DATA FOR ANALYSIS:

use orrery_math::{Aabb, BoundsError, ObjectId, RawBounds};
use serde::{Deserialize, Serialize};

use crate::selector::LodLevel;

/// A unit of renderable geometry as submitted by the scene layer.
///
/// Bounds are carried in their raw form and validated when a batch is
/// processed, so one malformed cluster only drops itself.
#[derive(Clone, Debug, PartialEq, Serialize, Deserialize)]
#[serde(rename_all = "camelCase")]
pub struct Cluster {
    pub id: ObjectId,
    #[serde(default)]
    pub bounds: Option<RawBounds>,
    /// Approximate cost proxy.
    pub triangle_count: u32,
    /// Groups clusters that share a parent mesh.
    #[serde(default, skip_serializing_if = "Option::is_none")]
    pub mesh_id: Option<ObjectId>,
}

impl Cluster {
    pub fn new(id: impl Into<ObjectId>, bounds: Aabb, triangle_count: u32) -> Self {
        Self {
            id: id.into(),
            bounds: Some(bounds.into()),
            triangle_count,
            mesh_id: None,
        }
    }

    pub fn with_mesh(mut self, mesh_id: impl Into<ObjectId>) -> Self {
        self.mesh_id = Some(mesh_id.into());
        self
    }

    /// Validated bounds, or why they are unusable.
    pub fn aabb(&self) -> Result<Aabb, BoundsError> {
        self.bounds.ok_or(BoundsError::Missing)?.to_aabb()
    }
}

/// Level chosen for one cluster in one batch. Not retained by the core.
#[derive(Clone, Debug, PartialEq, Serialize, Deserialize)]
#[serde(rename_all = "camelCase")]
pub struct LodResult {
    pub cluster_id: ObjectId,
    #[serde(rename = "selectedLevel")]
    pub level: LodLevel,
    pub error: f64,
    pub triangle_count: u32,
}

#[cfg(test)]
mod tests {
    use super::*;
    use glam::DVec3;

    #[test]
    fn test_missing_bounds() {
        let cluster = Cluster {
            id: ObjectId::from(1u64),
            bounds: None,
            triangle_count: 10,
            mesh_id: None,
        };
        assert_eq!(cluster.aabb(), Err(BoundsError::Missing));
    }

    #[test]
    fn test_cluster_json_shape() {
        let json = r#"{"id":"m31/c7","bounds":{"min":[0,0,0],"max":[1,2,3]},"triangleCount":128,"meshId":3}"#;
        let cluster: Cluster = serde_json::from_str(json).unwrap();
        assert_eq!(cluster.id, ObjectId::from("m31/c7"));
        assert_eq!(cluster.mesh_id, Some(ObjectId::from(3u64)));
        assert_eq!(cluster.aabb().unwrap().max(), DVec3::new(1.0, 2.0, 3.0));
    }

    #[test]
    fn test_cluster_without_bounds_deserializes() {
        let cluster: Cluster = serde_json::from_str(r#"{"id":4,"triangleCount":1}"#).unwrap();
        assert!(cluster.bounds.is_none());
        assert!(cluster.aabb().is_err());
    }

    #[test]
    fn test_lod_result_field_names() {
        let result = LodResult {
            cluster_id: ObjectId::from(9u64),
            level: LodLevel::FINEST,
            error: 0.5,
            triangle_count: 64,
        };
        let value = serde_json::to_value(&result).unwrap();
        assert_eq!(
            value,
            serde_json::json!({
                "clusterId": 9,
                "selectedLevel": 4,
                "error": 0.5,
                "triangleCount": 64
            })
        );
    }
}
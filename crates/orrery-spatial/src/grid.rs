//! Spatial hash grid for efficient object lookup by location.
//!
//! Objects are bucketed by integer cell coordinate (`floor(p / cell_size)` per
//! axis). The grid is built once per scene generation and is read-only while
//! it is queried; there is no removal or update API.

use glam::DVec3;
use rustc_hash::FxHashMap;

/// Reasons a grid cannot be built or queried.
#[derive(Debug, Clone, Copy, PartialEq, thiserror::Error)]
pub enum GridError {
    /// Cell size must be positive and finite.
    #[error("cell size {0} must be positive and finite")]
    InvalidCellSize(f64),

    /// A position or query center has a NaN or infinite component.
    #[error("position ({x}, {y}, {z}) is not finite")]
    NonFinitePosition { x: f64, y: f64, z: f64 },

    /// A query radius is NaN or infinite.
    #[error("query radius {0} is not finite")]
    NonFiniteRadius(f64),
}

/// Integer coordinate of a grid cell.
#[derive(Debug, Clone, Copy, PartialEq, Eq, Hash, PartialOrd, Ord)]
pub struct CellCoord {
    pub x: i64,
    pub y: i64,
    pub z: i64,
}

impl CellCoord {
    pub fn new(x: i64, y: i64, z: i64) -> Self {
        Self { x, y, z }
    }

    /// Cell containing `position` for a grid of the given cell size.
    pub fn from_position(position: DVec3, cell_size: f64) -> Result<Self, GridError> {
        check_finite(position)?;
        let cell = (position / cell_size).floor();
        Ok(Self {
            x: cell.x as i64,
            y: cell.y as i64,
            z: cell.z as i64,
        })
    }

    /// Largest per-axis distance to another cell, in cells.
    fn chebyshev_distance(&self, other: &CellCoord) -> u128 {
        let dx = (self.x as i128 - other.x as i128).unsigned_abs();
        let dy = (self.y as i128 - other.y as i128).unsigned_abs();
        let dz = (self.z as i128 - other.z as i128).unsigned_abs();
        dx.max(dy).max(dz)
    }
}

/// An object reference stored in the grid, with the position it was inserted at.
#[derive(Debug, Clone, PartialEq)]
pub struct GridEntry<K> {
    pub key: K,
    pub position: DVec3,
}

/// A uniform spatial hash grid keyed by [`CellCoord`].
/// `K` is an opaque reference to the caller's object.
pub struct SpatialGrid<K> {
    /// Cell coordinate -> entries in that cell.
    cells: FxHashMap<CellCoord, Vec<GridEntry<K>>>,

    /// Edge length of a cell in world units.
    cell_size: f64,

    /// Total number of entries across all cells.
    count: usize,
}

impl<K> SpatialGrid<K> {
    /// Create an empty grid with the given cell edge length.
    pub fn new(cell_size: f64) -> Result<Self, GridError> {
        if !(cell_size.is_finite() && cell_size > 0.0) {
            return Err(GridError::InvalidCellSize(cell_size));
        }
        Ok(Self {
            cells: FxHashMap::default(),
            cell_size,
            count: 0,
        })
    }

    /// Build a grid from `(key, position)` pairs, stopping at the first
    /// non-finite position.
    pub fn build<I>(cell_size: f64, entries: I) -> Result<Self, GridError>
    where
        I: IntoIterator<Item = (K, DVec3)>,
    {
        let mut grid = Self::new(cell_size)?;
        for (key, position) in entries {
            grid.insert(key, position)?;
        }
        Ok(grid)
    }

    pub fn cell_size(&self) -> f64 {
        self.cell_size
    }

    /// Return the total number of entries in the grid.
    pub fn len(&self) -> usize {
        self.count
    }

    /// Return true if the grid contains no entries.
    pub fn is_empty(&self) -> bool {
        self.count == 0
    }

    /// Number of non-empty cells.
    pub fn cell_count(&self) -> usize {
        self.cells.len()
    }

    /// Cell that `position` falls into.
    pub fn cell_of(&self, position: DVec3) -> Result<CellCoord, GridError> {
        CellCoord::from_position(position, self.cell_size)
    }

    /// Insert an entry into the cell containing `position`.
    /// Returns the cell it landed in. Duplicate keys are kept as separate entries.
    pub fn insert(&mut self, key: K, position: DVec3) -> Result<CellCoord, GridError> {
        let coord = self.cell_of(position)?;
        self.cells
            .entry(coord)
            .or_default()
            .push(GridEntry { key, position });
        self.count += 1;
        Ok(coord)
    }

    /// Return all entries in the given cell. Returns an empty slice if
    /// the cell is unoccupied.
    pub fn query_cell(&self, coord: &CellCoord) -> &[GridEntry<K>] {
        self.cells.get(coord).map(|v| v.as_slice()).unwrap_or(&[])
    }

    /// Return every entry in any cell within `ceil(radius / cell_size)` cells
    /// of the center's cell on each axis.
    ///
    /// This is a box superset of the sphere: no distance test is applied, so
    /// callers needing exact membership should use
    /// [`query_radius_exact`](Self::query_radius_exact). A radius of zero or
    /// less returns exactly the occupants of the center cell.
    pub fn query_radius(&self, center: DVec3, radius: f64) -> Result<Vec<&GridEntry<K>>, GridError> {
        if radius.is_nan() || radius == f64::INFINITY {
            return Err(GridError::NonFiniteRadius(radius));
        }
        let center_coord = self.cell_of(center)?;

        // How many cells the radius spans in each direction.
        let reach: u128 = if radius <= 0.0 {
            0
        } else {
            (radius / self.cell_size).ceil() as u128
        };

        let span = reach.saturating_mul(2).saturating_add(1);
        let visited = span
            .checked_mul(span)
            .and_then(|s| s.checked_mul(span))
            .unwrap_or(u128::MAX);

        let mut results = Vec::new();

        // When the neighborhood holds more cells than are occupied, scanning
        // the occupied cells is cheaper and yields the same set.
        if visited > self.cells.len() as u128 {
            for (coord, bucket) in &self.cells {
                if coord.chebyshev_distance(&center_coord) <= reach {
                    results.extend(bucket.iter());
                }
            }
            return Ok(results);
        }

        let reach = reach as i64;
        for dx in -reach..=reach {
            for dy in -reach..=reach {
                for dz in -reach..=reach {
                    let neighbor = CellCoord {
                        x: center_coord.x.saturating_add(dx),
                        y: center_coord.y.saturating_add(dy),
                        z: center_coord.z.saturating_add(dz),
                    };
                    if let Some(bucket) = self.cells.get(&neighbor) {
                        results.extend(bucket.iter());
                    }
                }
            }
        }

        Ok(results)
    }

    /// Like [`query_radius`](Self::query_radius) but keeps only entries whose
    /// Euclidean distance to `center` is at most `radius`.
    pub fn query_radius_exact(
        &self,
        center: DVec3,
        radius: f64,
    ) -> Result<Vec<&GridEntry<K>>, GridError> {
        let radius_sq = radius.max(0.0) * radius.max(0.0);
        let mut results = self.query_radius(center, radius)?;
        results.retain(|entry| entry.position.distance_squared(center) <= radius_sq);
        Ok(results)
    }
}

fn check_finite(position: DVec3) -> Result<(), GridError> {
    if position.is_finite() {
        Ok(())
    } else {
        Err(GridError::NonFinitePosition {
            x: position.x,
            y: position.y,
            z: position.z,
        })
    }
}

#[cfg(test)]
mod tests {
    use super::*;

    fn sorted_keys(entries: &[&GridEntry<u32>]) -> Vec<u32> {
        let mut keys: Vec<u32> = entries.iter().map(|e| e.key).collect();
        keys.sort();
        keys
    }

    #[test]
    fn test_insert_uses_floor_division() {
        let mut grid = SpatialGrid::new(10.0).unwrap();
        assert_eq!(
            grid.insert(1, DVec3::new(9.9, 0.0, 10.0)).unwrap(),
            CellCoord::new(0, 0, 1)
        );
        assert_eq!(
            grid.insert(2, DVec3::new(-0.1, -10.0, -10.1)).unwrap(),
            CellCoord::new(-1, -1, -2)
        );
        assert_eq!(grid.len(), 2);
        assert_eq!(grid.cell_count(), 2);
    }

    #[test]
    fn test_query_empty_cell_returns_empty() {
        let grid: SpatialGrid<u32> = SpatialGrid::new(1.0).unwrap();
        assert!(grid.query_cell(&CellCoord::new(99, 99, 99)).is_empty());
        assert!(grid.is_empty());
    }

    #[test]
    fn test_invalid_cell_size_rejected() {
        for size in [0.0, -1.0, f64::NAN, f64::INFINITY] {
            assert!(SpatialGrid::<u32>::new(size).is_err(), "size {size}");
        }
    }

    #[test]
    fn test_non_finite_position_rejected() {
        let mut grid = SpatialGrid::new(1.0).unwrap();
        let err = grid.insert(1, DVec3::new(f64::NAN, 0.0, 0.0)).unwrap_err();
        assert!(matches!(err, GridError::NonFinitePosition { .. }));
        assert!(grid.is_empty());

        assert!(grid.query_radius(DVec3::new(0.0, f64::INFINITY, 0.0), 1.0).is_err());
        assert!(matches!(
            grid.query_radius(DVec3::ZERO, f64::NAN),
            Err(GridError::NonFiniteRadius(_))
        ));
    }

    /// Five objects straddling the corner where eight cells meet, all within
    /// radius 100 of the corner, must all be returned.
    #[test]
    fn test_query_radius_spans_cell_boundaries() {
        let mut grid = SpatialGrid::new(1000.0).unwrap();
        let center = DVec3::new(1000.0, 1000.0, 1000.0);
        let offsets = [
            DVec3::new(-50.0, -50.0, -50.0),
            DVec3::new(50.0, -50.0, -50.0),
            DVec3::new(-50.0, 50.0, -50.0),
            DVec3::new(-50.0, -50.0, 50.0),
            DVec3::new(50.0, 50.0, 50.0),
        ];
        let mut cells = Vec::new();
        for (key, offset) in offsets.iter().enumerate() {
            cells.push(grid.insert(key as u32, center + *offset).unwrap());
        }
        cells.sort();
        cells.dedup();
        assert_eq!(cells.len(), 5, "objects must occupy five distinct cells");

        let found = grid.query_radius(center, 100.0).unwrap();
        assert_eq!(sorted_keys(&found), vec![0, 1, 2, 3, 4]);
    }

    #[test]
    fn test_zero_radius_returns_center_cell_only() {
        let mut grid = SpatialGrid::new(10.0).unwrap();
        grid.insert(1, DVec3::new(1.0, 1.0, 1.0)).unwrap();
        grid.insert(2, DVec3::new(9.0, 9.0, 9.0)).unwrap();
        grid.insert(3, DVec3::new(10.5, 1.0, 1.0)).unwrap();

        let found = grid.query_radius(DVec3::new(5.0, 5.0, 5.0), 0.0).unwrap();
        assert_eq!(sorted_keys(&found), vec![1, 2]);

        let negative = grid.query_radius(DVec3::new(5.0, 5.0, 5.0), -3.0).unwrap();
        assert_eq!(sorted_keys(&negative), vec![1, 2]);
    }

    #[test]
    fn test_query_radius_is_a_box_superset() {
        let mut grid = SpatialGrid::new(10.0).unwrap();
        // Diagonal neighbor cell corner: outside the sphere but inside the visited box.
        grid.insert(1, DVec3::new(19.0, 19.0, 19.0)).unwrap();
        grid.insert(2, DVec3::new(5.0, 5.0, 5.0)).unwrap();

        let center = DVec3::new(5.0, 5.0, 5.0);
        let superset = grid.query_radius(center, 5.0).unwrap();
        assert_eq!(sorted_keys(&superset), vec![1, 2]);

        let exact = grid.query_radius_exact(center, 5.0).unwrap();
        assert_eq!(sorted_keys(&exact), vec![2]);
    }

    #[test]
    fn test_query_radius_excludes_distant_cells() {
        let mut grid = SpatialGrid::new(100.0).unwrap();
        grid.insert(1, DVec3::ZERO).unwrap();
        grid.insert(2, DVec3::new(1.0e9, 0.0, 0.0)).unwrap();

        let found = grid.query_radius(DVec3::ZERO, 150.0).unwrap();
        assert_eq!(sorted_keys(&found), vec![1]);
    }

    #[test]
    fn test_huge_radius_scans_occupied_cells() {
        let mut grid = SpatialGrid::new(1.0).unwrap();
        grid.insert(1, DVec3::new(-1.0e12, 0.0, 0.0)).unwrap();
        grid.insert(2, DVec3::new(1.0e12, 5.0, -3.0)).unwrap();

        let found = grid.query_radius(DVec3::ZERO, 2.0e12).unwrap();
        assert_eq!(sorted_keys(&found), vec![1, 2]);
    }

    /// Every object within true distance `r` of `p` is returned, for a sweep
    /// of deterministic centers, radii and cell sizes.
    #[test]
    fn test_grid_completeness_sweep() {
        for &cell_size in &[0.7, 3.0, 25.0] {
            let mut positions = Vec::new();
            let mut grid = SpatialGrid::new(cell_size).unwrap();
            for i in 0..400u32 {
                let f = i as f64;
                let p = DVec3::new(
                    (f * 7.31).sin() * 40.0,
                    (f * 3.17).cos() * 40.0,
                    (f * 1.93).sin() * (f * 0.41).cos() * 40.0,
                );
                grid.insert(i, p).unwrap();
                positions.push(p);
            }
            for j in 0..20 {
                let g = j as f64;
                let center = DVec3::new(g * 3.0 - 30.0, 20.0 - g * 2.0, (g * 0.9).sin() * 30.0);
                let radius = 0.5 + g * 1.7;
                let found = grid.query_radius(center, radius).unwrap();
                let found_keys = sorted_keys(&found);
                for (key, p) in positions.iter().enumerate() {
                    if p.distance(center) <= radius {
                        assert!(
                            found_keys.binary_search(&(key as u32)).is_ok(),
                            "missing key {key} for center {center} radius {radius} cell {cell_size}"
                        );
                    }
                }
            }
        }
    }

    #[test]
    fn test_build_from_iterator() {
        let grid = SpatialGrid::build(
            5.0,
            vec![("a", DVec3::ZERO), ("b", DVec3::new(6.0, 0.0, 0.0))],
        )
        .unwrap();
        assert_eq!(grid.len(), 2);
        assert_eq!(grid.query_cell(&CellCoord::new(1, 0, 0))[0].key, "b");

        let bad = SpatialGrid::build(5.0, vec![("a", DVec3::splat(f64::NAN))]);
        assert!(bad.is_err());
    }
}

EXERCISE PROMPT: Please find each line in the records above that holds the word "NonFinitePosition", and copy it.

ANSWER AREA:
    NonFinitePosition { x: f64, y: f64, z: f64 },
        Err(GridError::NonFinitePosition {
        assert!(matches!(err, GridError::NonFinitePosition { .. }));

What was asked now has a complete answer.